The City Council approved a parking legislation package yesterday that aims to make parking enforcement fairer and to eliminate excessive ticketing. The three parts are:

  • Being able to cancel a ticket on the spot if you have a muni-meter receipt that’s time-stamped five minutes within the ticket’s time.
  • Freezing late fees on tickets until 30 days after they’ve been issued, to give you a chance to contest them.
  • Banning the city from placing parking stickers on cars that are said to be violating alternate side parking rules.

It’s those stickers that got under the nails of Brooklyn Councilman David Greenfield, who wrote that legislation. The Sanitation Department has used neon stickers in cases of alternate-side parking violations since 1988, issuing about 400 each day alternative-side parking rules are in effect for street cleaning.

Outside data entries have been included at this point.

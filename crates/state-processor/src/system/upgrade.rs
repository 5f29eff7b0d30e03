use alloy_primitives::{BlockNumber, BlockTimestamp};
use tracing::info;

use crate::{constants::LOG_TARGET, ChainSpec, StateStore};

/// Installs the built-in system-contract code registered for every fork that activates on this
/// block.
///
/// A block-activated fork transitions on its fork block. A time-activated fork transitions on
/// the first block past its activation time, which is why the parent's timestamp is needed.
/// Returns the number of contracts upgraded.
pub fn upgrade_system_contracts<S: StateStore + ?Sized>(
    spec: &ChainSpec,
    number: BlockNumber,
    parent_timestamp: BlockTimestamp,
    timestamp: BlockTimestamp,
    state: &mut S,
) -> usize {
    let mut upgraded = 0;
    for (fork, upgrades) in spec.contract_upgrades() {
        if !spec.transitions_at(fork, number, parent_timestamp, timestamp) {
            continue;
        }
        for upgrade in upgrades {
            info!(
                target: LOG_TARGET,
                fork,
                number,
                address = %upgrade.address,
                "Upgrading system contract"
            );
            if !state.exist(upgrade.address) {
                state.create_account(upgrade.address);
            }
            state.set_code(upgrade.address, upgrade.code.clone());
            upgraded += 1;
        }
    }
    upgraded
}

The City Council argues that the stickers are attached even before motorists are given the chance to prove their innocence.

“Punishing drivers with these impossible-to-remove stickers is unfair and unnecessary,” said Greenfield in a statement. “New York City doesn’t employ methods of public humiliation and shame for those who violate serious crimes, yet has no problem defacing private property with neon stickers because you forgot to move your car on an alternate-side parking day.”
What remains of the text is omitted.